Although she admits that an instrument could be completed in four to six weeks, she prefers to take longer. Sometimes, the finish itself could take a month to cure, after the surface has been sanded down to 12,000 grit.
Kennedy makes a variety of stringed instruments; dulcimers, ukuleles and guitars. She finds that the ukulele’s are the most popular. While in her workshop, she listens to a variety of music, but especially likes to listen to guitars, while making guitars.
The craftsman sources her wood from all over, including places such as Alaska. Kennedy does try to obtain some exotic woods, but with so many restrictions in place for wood imports, she finds herself mainly sourcing from North America.

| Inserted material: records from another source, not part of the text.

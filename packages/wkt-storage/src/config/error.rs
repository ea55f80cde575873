//! Configuration error types

use thiserror::Error;

/// Configuration error type
#[derive(Debug, Error)]
pub enum ConfigError {
    /// Missing version field in YAML
    #[error("Missing 'version' field in configuration file. Add 'version: 1' to the top of your YAML file.")]
    MissingVersion,

    /// Unsupported version
    #[error("Unsupported configuration version {found}. Supported versions: {}", supported.iter().map(|v| v.to_string()).collect::<Vec<_>>().join(", "))]
    UnsupportedVersion { found: u32, supported: Vec<u32> },

    /// Unknown backend name
    #[error("Unknown backend '{0}'. Valid backends: memory, file, sqlite")]
    UnknownBackend(String),

    /// IO error
    #[error("IO error: {0}")]
    Io(#[from] std::io::Error),

    /// YAML parsing error
    #[error("YAML parsing error: {0}")]
    Yaml(#[from] serde_yaml::Error),

    /// Validation error
    #[error("Validation error: {0}")]
    Validation(String),
}

/// Configuration result type
pub type ConfigResult<T> = std::result::Result<T, ConfigError>;
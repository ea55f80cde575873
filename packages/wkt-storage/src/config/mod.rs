//! Store configuration
//!
//! Versioned YAML file plus environment overrides:
//!
//! ```yaml
//! version: 1
//! storage_key: zecompadre-wkt
//! backend:
//!   kind: file        # memory | file | sqlite
//!   path: ./wkt-data
//! clipboard_marker: POLYGON
//! ```
//!
//! Environment variables `WKT_STORE_KEY`, `WKT_STORE_BACKEND` and `WKT_STORE_PATH` take
//! precedence over the file. Callers with their own override source (command-line flags)
//! merge it with the environment through [`Overrides::or`] and apply the result once, so
//! validation only ever sees the final combination.

pub mod error;

pub use error::{ConfigError, ConfigResult};

use serde::{Deserialize, Serialize};
use std::fmt;
use std::path::PathBuf;
use std::str::FromStr;

use crate::domain::KeyValueBackend;
use crate::infrastructure::{FileBackend, InMemoryBackend};

/// Default key the editor stores its records under
pub const DEFAULT_STORAGE_KEY: &str = "zecompadre-wkt";

/// Default clipboard marker
pub const DEFAULT_CLIPBOARD_MARKER: &str = "POLYGON";

pub const ENV_STORAGE_KEY: &str = "WKT_STORE_KEY";
pub const ENV_BACKEND: &str = "WKT_STORE_BACKEND";
pub const ENV_PATH: &str = "WKT_STORE_PATH";

const SUPPORTED_VERSIONS: [u32; 1] = [1];

/// Backend selector
#[derive(Debug, Clone, Copy, PartialEq, Eq)]
pub enum BackendKind {
    Memory,
    File,
    Sqlite,
}

impl BackendKind {
    pub fn as_str(&self) -> &'static str {
        match self {
            BackendKind::Memory => "memory",
            BackendKind::File => "file",
            BackendKind::Sqlite => "sqlite",
        }
    }
}

impl fmt::Display for BackendKind {
    fn fmt(&self, f: &mut fmt::Formatter<'_>) -> fmt::Result {
        f.write_str(self.as_str())
    }
}

impl FromStr for BackendKind {
    type Err = ConfigError;

    fn from_str(s: &str) -> ConfigResult<Self> {
        match s.trim().to_ascii_lowercase().as_str() {
            "memory" => Ok(BackendKind::Memory),
            "file" => Ok(BackendKind::File),
            "sqlite" => Ok(BackendKind::Sqlite),
            _ => Err(ConfigError::UnknownBackend(s.to_string())),
        }
    }
}

/// Backend section of the config file
#[derive(Debug, Clone, PartialEq, Eq, Serialize, Deserialize)]
#[serde(tag = "kind", rename_all = "lowercase")]
pub enum BackendConfig {
    Memory,
    File { path: PathBuf },
    Sqlite { path: PathBuf },
}

impl BackendConfig {
    pub fn kind(&self) -> BackendKind {
        match self {
            BackendConfig::Memory => BackendKind::Memory,
            BackendConfig::File { .. } => BackendKind::File,
            BackendConfig::Sqlite { .. } => BackendKind::Sqlite,
        }
    }

    pub fn path(&self) -> Option<&PathBuf> {
        match self {
            BackendConfig::Memory => None,
            BackendConfig::File { path } | BackendConfig::Sqlite { path } => Some(path),
        }
    }
}

/// YAML schema v1
#[derive(Debug, Clone, Serialize, Deserialize)]
#[serde(deny_unknown_fields)]
struct ConfigFileV1 {
    version: Option<u32>,
    #[serde(default, skip_serializing_if = "Option::is_none")]
    storage_key: Option<String>,
    #[serde(default, skip_serializing_if = "Option::is_none")]
    backend: Option<BackendConfig>,
    #[serde(default, skip_serializing_if = "Option::is_none")]
    clipboard_marker: Option<String>,
}

/// Partial settings layered over a loaded config
#[derive(Debug, Clone, Default, PartialEq, Eq)]
pub struct Overrides {
    pub storage_key: Option<String>,
    pub backend: Option<BackendKind>,
    pub path: Option<PathBuf>,
}

impl Overrides {
    /// Read `WKT_STORE_*` variables through `lookup`
    pub fn from_lookup<F>(lookup: F) -> ConfigResult<Self>
    where
        F: Fn(&str) -> Option<String>,
    {
        Ok(Self {
            storage_key: lookup(ENV_STORAGE_KEY),
            backend: lookup(ENV_BACKEND)
                .map(|s| s.parse::<BackendKind>())
                .transpose()?,
            path: lookup(ENV_PATH).map(PathBuf::from),
        })
    }

    pub fn from_env() -> ConfigResult<Self> {
        Self::from_lookup(|name| std::env::var(name).ok())
    }

    /// Field-wise merge; values set on `self` win
    pub fn or(self, fallback: Overrides) -> Overrides {
        Overrides {
            storage_key: self.storage_key.or(fallback.storage_key),
            backend: self.backend.or(fallback.backend),
            path: self.path.or(fallback.path),
        }
    }
}
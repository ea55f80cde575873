//! Storage Port (Trait Interface)
//!
//! The editor persists everything under one string key, so the port is a plain
//! synchronous string key-value store.

use crate::Result;

/// Key-value persistence backend
///
/// All backends must implement this trait. Reads of a missing key return `Ok(None)`.
pub trait KeyValueBackend: Send + Sync {
    /// Write `value` under `key`, replacing any previous value
    fn save(&self, key: &str, value: &str) -> Result<()>;

    /// Read the value under `key`
    fn load(&self, key: &str) -> Result<Option<String>>;

    /// Delete `key` (no error if absent)
    fn delete(&self, key: &str) -> Result<()>;
}

impl<B: KeyValueBackend + ?Sized> KeyValueBackend for Box<B> {
    fn save(&self, key: &str, value: &str) -> Result<()> {
        (**self).save(key, value)
    }

    fn load(&self, key: &str) -> Result<Option<String>> {
        (**self).load(key)
    }

    fn delete(&self, key: &str) -> Result<()> {
        (**self).delete(key)
    }
}
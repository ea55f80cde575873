//! Read-side geometry helpers
//!
//! Parsing/validation of WKT, the polygon merge used for the text-area mirror, and the
//! extent used to fit the view. None of these touch the store.

mod merge;

pub use merge::{merge_polygons, merge_records, merged_wkt};

use geo::{BoundingRect, Coord, Geometry, Rect};
use tracing::warn;
use wkt::{ToWkt, TryFromWkt};

use crate::domain::GeometryRecord;
use crate::{Result, StorageError};

/// Parse WKT into a geometry
///
/// Empty or whitespace-only text is rejected the same way as unparsable text.
///
/// # Examples
///
/// ```rust
/// use wkt_storage::geometry::parse_wkt;
///
/// assert!(parse_wkt("POINT(1 2)").is_ok());
/// assert!(parse_wkt("").is_err());
/// assert!(parse_wkt("POLYGON A").is_err());
/// ```
pub fn parse_wkt(text: &str) -> Result<Geometry<f64>> {
    let trimmed = text.trim();
    if trimmed.is_empty() {
        return Err(StorageError::geometry("Empty WKT"));
    }
    Geometry::<f64>::try_from_wkt_str(trimmed)
        .map_err(|e| StorageError::geometry(format!("Invalid WKT: {}", e)))
}

/// Render a geometry back to WKT
pub fn to_wkt(geometry: &Geometry<f64>) -> String {
    geometry.wkt_string()
}

/// Parse every record, skipping (and logging) the ones that fail
pub fn realize(records: &[GeometryRecord]) -> Vec<Geometry<f64>> {
    records
        .iter()
        .filter_map(|record| match parse_wkt(&record.wkt) {
            Ok(geometry) => Some(geometry),
            Err(e) => {
                warn!(id = %record.id, error = %e, "skipping unreadable record");
                None
            }
        })
        .collect()
}

/// Bounding rectangle of every readable record, `None` when nothing has an extent
pub fn extent(records: &[GeometryRecord]) -> Option<Rect<f64>> {
    realize(records)
        .iter()
        .filter_map(|g| g.bounding_rect())
        .reduce(|acc, rect| {
            Rect::new(
                Coord {
                    x: acc.min().x.min(rect.min().x),
                    y: acc.min().y.min(rect.min().y),
                },
                Coord {
                    x: acc.max().x.max(rect.max().x),
                    y: acc.max().y.max(rect.max().y),
                },
            )
        })
}
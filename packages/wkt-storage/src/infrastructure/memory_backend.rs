//! In-Memory Backend
//!
//! HashMap-based implementation for unit tests and throwaway sessions.
use std::collections::HashMap;
use std::sync::{Arc, RwLock};

use crate::domain::ports::KeyValueBackend;
use crate::{Result, StorageError};

#[derive(Clone, Debug, Default)]
pub struct InMemoryBackend {
    entries: Arc<RwLock<HashMap<String, String>>>,
}

impl InMemoryBackend {
    pub fn new() -> Self {
        Self::default()
    }

    /// Backend pre-seeded with one value (handy for corrupt-storage tests)
    pub fn with_entry(key: impl Into<String>, value: impl Into<String>) -> Self {
        let backend = Self::new();
        if let Ok(mut entries) = backend.entries.write() {
            entries.insert(key.into(), value.into());
        }
        backend
    }

    pub fn len(&self) -> usize {
        self.entries.read().map(|e| e.len()).unwrap_or(0)
    }

    pub fn is_empty(&self) -> bool {
        self.len() == 0
    }
}

fn poisoned() -> StorageError {
    StorageError::backend("in-memory backend lock poisoned")
}

impl KeyValueBackend for InMemoryBackend {
    fn save(&self, key: &str, value: &str) -> Result<()> {
        self.entries
            .write()
            .map_err(|_| poisoned())?
            .insert(key.to_string(), value.to_string());
        Ok(())
    }

    fn load(&self, key: &str) -> Result<Option<String>> {
        Ok(self.entries.read().map_err(|_| poisoned())?.get(key).cloned())
    }

    fn delete(&self, key: &str) -> Result<()> {
        self.entries.write().map_err(|_| poisoned())?.remove(key);
        Ok(())
    }
}
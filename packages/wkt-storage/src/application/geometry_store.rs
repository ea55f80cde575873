//! GeometryStore
//!
//! Ordered, content-deduplicated list of WKT records, flushed to a key-value backend after
//! every mutation. The store is built once per session and handed to whatever drives it;
//! mutations take `&mut self`, so callers cannot interleave them.

use geo::{Geometry, Rect};
use tracing::{debug, warn};

use crate::domain::{compute_checksum, contains_marker, GeometryRecord, KeyValueBackend};
use crate::geometry;
use crate::Result;

pub struct GeometryStore<B: KeyValueBackend> {
    backend: B,
    key: String,
    records: Vec<GeometryRecord>,
}

impl<B: KeyValueBackend> GeometryStore<B> {
    /// Create an empty store bound to `key`; nothing is read until `load`
    pub fn new(backend: B, key: impl Into<String>) -> Self {
        Self {
            backend,
            key: key.into(),
            records: Vec::new(),
        }
    }

    /// Create a store and load its records
    pub fn open(backend: B, key: impl Into<String>) -> Self {
        let mut store = Self::new(backend, key);
        store.load();
        store
    }

    pub fn key(&self) -> &str {
        &self.key
    }

    pub fn backend(&self) -> &B {
        &self.backend
    }

    /// Replace in-memory records with the persisted ones
    ///
    /// A missing key, a backend read failure and unparsable data all yield an empty
    /// sequence; the last two are logged.
    pub fn load(&mut self) -> &[GeometryRecord] {
        self.records = match self.backend.load(&self.key) {
            Ok(Some(raw)) => match serde_json::from_str::<Vec<GeometryRecord>>(&raw) {
                Ok(records) => records,
                Err(e) => {
                    warn!(key = %self.key, error = %e, "stored records are malformed, starting empty");
                    Vec::new()
                }
            },
            Ok(None) => Vec::new(),
            Err(e) => {
                warn!(key = %self.key, error = %e, "failed to read stored records, starting empty");
                Vec::new()
            }
        };
        debug!(key = %self.key, count = self.records.len(), "records loaded");
        &self.records
    }

    pub fn get(&self) -> &[GeometryRecord] {
        &self.records
    }

    pub fn len(&self) -> usize {
        self.records.len()
    }

    pub fn is_empty(&self) -> bool {
        self.records.is_empty()
    }

    pub fn contains(&self, id: &str) -> bool {
        !id.is_empty() && self.records.iter().any(|r| r.id == id)
    }

    pub fn find(&self, id: &str) -> Option<&GeometryRecord> {
        self.records.iter().find(|r| r.id == id)
    }

    /// Append `wkt` under its content digest unless it is empty or already stored
    pub fn add(&mut self, wkt: &str) -> Result<&[GeometryRecord]> {
        let checksum = compute_checksum(wkt);
        if !wkt.is_empty() && !self.contains(&checksum) {
            debug!(id = %checksum, "record added");
            self.records.push(GeometryRecord::new(checksum, wkt));
        }
        self.save()?;
        Ok(&self.records)
    }

    /// Append with a caller-supplied id; empty id/wkt or an existing id is a no-op
    ///
    /// Returns whether a record was appended.
    pub fn insert(&mut self, id: &str, wkt: &str) -> Result<bool> {
        let inserted = !id.is_empty() && !wkt.is_empty() && !self.contains(id);
        if inserted {
            self.records.push(GeometryRecord::new(id, wkt));
        }
        self.save()?;
        Ok(inserted)
    }

    /// Clipboard path: add `text` only when it carries `marker`
    ///
    /// Returns whether the record count grew.
    pub fn ingest_pasted(&mut self, text: &str, marker: &str) -> Result<bool> {
        if !contains_marker(text, marker) {
            debug!(marker, "pasted text ignored");
            return Ok(false);
        }
        let before = self.records.len();
        self.add(text)?;
        Ok(self.records.len() > before)
    }

    /// Replace the wkt of record `id` in place; unknown ids are ignored
    pub fn update(&mut self, id: &str, wkt: &str) -> Result<()> {
        self.replace_wkt(id, wkt);
        self.save()
    }

    /// Like `update`, but an unknown id is an error
    pub fn try_update(&mut self, id: &str, wkt: &str) -> Result<()> {
        let found = self.replace_wkt(id, wkt);
        self.save()?;
        if found {
            Ok(())
        } else {
            Err(crate::StorageError::record_not_found(id))
        }
    }

    fn replace_wkt(&mut self, id: &str, wkt: &str) -> bool {
        let mut found = false;
        for record in self.records.iter_mut().filter(|r| r.id == id) {
            record.wkt = wkt.to_string();
            found = true;
        }
        found
    }

    /// Drop every record with `id`
    pub fn remove(&mut self, id: &str) -> Result<()> {
        self.remove_matching(id);
        self.save()
    }

    /// Like `remove`, but an unknown id is an error
    pub fn try_remove(&mut self, id: &str) -> Result<()> {
        let removed = self.remove_matching(id);
        self.save()?;
        if removed > 0 {
            Ok(())
        } else {
            Err(crate::StorageError::record_not_found(id))
        }
    }

    fn remove_matching(&mut self, id: &str) -> usize {
        let before = self.records.len();
        self.records.retain(|r| r.id != id);
        before - self.records.len()
    }

    /// Drop every record and delete the key; a reopen then starts from an absent key
    pub fn clear(&mut self) -> Result<()> {
        self.records.clear();
        self.backend.delete(&self.key)?;
        debug!(key = %self.key(), "records cleared");
        Ok(())
    }

    /// Write the current sequence under the store key
    pub fn save(&self) -> Result<()> {
        let raw = serde_json::to_string(&self.records)?;
        self.backend.save(&self.key, &raw)?;
        debug!(key = %self.key, count = self.records.len(), "records saved");
        Ok(())
    }

    /// Polygon merge of the current records
    pub fn merged(&self) -> Option<Geometry<f64>> {
        geometry::merge_records(&self.records)
    }

    /// WKT of the merged polygons (the text-area mirror)
    pub fn merged_wkt(&self) -> Option<String> {
        geometry::merged_wkt(&self.records)
    }

    /// Bounding rectangle of every record
    pub fn extent(&self) -> Option<Rect<f64>> {
        geometry::extent(&self.records)
    }
}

Kennedy always takes into consideration, whether the wood has been ethically logged. Every wood has a different tone, and Kennedy enjoys the process of selecting a certain kind of wood for a certain instrument or playing style.
Even now, this craft of hers takes on a hobby status, as she has so many other things to do. When she can, she works while the kids are at school, or after they go to bed.
She does not consider herself and expert, but enjoys getting better with every creation.
Kennedy is still experimenting with where she wants to go with this craft. She admitted that she doesn’t aim to create ripoffs of Gibsons or Martins, as many already do this, and do it very well. Custom orders may be something for the future.
“I want to build what I want to build, because I want to learn from those builds,” she said.
Kennedy is always looking for guitar players willing to give an honest review of her work.
“I think that’s how you get better,” she said.